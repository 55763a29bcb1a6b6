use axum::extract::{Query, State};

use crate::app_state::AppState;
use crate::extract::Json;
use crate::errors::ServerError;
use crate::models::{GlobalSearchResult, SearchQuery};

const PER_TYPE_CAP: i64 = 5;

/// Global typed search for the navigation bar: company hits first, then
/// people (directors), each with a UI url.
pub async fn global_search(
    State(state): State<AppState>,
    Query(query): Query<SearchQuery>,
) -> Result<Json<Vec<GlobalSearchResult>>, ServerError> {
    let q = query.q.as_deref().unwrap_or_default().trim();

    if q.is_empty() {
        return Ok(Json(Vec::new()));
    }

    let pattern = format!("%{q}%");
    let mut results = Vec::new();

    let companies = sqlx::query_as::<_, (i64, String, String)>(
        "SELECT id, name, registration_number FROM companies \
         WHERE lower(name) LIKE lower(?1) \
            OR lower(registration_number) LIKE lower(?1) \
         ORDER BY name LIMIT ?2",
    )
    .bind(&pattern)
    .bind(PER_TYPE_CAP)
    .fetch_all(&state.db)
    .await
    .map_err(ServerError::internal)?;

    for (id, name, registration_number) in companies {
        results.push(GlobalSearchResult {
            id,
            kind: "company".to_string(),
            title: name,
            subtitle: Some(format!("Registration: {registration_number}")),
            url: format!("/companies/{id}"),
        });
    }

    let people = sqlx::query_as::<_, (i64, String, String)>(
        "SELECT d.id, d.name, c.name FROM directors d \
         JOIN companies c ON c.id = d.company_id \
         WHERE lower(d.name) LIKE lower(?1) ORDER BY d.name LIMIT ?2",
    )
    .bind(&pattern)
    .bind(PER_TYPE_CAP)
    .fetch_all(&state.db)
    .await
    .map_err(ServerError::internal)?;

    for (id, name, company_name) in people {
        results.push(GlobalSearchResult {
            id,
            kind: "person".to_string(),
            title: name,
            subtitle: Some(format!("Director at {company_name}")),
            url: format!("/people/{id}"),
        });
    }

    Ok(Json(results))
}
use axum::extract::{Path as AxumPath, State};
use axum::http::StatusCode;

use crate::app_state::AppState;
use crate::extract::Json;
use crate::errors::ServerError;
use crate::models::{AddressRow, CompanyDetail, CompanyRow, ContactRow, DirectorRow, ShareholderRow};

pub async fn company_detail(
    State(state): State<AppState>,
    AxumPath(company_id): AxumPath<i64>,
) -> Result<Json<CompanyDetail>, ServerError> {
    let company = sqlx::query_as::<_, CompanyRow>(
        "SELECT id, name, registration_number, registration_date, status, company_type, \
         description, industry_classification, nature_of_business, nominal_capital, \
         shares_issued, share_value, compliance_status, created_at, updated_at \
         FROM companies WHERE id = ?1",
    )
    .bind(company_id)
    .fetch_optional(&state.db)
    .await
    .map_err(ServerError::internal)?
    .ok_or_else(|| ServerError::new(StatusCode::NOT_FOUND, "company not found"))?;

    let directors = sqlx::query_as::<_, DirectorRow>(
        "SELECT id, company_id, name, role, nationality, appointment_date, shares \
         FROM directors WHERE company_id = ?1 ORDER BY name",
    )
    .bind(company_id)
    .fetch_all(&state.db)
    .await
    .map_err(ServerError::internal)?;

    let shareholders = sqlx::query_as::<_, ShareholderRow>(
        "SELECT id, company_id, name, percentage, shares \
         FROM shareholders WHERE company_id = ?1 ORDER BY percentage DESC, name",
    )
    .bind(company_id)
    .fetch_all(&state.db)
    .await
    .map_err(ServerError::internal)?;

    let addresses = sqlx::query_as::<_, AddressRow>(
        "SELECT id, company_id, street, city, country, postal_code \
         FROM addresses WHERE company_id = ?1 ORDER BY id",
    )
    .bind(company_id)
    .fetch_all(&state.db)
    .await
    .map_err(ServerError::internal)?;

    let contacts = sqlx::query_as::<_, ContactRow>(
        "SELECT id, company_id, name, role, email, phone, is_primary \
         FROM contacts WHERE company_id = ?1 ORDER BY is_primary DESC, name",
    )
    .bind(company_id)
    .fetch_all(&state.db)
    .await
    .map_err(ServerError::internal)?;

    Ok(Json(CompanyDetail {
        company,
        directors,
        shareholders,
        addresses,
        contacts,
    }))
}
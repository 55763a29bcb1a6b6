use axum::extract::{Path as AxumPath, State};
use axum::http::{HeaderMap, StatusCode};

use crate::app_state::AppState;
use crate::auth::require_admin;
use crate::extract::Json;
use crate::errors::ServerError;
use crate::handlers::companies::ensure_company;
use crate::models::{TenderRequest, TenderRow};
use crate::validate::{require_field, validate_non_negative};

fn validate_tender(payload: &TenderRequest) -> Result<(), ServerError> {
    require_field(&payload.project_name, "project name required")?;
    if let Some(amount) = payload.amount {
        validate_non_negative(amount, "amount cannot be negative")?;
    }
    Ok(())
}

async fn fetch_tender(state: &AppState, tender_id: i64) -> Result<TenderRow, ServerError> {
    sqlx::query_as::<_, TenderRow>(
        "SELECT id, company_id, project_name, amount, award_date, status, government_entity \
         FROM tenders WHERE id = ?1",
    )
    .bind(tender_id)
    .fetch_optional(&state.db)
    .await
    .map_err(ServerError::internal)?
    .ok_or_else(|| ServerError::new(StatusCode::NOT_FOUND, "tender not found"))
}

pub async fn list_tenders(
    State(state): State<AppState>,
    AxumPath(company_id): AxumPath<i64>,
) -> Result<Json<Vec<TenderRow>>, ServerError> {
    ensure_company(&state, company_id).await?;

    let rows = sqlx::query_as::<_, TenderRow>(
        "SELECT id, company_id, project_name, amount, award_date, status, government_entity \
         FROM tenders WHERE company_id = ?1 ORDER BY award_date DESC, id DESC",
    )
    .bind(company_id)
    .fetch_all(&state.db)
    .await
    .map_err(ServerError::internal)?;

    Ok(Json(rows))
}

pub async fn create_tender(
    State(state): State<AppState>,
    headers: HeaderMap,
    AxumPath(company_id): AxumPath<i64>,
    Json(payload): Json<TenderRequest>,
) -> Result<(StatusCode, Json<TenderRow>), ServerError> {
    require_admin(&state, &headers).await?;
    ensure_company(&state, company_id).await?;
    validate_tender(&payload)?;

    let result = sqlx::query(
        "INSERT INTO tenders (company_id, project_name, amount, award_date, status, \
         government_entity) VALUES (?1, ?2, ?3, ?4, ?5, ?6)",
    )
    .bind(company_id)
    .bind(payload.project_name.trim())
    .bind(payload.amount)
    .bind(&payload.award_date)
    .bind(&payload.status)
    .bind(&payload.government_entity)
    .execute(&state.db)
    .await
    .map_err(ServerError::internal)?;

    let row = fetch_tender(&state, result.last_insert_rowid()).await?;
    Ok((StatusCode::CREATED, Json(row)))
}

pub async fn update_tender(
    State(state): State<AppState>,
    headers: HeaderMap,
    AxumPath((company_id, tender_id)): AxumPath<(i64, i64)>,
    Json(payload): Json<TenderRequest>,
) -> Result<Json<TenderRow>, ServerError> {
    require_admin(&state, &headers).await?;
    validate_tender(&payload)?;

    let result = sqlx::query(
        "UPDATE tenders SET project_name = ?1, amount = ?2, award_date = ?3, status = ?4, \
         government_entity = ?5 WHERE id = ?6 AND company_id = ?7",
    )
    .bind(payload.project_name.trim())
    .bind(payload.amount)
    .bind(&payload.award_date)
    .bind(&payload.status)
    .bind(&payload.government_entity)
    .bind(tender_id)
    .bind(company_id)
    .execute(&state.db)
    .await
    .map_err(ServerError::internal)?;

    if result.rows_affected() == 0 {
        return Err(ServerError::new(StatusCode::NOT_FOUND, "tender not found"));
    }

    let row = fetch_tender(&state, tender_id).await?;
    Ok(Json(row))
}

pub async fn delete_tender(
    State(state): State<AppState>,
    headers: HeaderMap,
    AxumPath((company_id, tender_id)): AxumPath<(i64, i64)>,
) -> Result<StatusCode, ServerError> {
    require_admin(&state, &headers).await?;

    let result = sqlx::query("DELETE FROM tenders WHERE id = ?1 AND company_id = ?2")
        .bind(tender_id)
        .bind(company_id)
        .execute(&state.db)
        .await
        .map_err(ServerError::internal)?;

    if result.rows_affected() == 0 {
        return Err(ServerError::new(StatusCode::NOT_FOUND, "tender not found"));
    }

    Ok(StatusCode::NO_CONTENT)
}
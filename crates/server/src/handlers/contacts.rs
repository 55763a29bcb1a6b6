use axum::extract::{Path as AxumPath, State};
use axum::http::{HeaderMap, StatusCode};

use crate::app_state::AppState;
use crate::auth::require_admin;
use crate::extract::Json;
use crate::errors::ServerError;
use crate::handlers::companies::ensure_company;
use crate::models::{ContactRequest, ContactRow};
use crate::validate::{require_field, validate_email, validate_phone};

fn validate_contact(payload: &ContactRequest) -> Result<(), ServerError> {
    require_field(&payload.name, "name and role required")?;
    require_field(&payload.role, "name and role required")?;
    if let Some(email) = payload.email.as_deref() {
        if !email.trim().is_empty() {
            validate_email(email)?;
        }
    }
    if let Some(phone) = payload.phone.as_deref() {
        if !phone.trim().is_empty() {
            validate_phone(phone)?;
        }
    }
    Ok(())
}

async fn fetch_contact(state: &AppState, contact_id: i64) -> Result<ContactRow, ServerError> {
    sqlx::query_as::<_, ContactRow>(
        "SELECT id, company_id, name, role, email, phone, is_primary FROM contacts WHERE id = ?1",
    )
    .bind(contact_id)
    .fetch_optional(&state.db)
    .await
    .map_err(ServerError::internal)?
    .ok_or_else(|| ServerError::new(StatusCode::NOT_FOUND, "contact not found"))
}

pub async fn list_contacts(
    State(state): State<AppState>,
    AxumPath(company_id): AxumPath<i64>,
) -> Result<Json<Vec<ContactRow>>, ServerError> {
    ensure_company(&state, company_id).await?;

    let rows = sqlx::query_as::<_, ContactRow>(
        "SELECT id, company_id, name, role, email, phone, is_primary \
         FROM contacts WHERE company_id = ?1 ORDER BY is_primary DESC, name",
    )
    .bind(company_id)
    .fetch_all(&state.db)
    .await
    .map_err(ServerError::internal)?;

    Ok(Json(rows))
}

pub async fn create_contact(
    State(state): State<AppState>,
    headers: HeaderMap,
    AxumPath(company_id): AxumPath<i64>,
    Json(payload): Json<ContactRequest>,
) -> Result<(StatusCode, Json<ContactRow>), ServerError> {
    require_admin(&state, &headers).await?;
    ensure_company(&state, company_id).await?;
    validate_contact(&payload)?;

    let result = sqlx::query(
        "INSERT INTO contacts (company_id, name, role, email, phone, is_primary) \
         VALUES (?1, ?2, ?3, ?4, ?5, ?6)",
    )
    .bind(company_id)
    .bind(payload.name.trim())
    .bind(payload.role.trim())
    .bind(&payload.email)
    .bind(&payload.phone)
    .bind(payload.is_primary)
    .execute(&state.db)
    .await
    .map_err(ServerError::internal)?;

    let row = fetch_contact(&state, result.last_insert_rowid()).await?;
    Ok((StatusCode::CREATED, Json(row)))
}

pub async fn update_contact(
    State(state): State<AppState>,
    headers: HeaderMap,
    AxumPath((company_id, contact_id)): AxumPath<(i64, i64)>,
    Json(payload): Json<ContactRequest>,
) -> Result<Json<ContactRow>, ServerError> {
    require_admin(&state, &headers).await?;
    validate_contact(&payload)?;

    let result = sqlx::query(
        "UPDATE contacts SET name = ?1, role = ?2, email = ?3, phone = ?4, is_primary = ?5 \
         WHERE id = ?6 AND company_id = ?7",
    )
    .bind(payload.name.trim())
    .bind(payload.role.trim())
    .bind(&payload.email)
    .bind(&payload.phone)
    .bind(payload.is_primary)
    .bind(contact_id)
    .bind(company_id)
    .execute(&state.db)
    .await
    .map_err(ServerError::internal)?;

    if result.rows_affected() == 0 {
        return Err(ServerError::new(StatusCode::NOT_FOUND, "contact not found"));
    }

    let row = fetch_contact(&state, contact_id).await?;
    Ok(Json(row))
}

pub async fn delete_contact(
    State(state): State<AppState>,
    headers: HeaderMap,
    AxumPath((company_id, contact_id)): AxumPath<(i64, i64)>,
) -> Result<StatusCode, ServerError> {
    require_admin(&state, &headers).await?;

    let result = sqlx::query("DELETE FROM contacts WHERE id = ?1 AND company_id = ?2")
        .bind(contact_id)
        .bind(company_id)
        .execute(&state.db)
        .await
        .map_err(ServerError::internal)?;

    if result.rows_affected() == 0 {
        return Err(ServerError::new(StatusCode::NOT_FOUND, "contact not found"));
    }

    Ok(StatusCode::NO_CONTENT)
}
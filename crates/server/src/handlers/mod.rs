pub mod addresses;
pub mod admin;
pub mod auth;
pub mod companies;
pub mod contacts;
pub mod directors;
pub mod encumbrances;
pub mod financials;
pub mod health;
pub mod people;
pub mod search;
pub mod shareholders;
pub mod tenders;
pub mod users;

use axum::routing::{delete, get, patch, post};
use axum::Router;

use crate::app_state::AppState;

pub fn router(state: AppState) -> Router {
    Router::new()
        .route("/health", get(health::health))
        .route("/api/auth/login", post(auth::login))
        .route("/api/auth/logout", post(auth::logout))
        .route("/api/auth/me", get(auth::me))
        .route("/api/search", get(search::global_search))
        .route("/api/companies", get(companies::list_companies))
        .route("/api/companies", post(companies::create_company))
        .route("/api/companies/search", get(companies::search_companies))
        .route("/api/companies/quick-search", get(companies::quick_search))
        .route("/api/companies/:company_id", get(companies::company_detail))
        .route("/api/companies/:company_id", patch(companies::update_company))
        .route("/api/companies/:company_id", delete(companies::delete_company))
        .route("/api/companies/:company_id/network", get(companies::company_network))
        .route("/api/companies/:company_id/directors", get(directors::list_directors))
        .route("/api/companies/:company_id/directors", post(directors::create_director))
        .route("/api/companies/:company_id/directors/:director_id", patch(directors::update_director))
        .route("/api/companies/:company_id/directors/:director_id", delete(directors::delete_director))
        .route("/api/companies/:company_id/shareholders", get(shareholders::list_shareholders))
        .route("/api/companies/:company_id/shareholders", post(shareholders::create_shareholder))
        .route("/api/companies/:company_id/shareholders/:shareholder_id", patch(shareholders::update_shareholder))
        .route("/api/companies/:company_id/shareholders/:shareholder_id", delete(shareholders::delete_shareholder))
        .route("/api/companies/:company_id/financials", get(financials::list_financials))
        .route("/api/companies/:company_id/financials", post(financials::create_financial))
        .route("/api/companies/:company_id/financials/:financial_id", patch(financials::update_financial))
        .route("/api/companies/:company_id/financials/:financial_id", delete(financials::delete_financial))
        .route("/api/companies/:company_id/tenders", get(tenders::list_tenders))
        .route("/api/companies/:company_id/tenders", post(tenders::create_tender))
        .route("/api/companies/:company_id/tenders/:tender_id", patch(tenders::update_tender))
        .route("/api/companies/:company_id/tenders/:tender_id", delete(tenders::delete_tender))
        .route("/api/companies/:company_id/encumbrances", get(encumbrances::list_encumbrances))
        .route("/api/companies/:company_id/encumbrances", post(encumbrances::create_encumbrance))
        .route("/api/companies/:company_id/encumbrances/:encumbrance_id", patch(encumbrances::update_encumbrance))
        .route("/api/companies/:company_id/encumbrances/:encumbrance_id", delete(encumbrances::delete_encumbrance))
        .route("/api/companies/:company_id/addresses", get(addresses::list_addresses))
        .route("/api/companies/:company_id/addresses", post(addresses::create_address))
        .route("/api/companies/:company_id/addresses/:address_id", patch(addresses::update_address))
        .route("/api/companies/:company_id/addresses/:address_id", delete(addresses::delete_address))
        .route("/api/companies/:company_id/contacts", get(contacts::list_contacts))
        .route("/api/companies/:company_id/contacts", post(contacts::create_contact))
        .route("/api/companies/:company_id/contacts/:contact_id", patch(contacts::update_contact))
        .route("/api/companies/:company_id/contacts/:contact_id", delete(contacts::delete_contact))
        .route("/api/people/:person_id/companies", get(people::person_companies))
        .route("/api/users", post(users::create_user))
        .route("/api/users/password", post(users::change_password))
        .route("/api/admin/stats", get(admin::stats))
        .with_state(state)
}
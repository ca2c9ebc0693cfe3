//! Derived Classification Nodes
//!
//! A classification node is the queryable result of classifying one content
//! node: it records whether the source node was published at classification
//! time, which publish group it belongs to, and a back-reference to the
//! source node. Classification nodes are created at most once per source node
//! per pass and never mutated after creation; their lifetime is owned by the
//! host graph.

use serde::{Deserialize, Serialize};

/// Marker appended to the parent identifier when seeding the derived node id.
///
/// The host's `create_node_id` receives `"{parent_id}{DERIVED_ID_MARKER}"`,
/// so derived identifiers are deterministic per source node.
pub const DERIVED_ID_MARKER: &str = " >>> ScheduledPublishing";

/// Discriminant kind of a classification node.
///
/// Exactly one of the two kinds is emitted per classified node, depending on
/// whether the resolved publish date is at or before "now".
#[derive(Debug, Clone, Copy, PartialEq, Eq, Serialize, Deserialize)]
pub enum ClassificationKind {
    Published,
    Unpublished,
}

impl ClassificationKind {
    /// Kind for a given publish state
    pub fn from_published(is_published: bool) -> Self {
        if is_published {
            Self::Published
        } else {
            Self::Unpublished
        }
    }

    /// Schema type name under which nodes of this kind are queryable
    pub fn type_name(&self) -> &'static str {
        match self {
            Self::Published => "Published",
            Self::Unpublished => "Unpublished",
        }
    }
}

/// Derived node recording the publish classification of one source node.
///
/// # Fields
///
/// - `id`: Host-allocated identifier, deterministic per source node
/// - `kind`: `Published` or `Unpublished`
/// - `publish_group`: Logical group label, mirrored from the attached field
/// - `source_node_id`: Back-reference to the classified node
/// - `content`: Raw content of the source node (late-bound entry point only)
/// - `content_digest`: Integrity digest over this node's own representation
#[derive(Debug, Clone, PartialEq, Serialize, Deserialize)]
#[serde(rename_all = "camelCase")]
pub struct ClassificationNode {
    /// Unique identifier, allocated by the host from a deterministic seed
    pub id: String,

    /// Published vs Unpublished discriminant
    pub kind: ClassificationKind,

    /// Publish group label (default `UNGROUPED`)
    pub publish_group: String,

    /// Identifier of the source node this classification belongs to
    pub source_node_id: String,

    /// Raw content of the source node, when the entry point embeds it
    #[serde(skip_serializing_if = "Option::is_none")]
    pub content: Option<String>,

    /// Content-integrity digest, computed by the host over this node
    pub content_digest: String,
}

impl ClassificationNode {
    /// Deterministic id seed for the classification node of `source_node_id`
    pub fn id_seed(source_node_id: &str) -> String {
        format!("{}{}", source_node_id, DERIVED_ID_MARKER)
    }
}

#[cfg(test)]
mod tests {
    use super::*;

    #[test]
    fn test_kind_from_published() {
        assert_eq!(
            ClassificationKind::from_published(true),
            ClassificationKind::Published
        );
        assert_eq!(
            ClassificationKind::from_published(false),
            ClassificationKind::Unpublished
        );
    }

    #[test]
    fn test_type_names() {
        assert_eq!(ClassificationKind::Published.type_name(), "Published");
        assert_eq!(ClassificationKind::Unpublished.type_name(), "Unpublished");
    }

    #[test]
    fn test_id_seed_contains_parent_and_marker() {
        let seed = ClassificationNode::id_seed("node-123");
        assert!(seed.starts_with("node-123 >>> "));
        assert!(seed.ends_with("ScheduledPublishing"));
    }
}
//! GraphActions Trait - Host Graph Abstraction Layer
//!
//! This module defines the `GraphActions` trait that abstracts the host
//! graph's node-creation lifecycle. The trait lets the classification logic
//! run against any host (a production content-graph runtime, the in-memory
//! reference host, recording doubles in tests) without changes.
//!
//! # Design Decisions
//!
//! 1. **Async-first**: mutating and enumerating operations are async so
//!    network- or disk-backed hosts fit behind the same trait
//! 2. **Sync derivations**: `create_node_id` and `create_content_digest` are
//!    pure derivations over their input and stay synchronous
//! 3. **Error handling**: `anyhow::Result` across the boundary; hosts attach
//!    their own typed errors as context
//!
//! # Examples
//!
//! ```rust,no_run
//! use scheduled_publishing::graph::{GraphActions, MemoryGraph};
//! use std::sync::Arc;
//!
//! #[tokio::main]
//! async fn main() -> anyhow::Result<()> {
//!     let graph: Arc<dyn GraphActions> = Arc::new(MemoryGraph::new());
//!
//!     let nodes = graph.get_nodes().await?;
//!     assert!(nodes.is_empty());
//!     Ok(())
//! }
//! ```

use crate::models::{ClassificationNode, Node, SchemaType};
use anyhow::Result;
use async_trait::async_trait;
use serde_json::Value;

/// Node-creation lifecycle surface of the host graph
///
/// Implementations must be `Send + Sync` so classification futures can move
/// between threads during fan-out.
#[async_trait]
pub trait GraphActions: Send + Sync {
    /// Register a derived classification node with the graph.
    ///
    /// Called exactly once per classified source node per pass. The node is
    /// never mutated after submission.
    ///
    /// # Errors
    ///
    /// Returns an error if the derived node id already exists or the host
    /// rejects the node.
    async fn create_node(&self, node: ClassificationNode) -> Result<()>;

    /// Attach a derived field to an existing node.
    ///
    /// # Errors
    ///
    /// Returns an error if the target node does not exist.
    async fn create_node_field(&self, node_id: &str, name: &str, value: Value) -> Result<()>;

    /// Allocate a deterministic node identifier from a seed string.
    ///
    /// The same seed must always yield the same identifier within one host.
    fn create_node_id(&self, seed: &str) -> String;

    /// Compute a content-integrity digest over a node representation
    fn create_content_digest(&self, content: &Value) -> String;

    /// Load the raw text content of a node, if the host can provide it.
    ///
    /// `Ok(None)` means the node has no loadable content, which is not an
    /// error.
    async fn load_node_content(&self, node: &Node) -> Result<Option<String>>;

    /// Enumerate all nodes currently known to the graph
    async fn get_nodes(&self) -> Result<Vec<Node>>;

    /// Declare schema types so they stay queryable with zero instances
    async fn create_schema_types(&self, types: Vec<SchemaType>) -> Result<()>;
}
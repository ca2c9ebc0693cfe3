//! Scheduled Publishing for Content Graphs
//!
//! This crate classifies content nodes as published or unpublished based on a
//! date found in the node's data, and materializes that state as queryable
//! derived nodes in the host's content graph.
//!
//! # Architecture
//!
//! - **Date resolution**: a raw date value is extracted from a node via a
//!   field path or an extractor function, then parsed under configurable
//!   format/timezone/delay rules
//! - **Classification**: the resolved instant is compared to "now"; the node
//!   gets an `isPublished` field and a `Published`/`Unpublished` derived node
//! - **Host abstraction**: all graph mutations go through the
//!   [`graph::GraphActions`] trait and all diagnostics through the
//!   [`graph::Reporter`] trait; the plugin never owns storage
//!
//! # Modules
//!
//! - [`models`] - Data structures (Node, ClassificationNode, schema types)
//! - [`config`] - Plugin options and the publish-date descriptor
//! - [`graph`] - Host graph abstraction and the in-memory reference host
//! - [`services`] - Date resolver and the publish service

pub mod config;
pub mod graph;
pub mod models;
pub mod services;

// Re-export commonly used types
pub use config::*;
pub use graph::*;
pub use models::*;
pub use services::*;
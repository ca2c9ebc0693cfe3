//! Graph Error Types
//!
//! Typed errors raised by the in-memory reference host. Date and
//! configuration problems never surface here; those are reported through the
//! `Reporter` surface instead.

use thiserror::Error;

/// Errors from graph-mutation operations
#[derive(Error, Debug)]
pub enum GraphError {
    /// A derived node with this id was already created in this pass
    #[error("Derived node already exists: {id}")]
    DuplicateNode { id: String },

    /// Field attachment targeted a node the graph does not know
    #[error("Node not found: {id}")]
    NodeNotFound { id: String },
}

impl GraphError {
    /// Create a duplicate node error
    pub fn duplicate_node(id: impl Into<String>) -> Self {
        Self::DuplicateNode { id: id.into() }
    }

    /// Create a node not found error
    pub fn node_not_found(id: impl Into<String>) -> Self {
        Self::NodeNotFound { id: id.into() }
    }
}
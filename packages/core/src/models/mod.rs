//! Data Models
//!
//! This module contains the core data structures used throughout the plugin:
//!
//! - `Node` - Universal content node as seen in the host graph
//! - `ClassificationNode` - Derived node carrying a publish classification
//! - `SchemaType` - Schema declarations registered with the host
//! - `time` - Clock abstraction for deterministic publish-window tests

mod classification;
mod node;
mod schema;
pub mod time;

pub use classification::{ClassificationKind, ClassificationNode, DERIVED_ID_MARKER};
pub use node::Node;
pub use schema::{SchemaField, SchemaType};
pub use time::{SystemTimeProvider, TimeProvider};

========================

An exact copy of the lines above, from the one containing "pub use graph::*;" down to the one containing "in the host graph" and including both, is the whole answer; retype it and nothing else.

Exercise response:
pub use graph::*;
pub use models::*;
pub use services::*;
repository ca2c9ebc0693cfe3
//! Graph Error Types
//!
//! Typed errors raised by the in-memory reference host. Date and
//! configuration problems never surface here; those are reported through the
//! `Reporter` surface instead.

use thiserror::Error;

/// Errors from graph-mutation operations
#[derive(Error, Debug)]
pub enum GraphError {
    /// A derived node with this id was already created in this pass
    #[error("Derived node already exists: {id}")]
    DuplicateNode { id: String },

    /// Field attachment targeted a node the graph does not know
    #[error("Node not found: {id}")]
    NodeNotFound { id: String },
}

impl GraphError {
    /// Create a duplicate node error
    pub fn duplicate_node(id: impl Into<String>) -> Self {
        Self::DuplicateNode { id: id.into() }
    }

    /// Create a node not found error
    pub fn node_not_found(id: impl Into<String>) -> Self {
        Self::NodeNotFound { id: id.into() }
    }
}
filename packages/core/src/models/mod.rs
//! Data Models
//!
//! This module contains the core data structures used throughout the plugin:
//!
//! - `Node` - Universal content node as seen in the host graph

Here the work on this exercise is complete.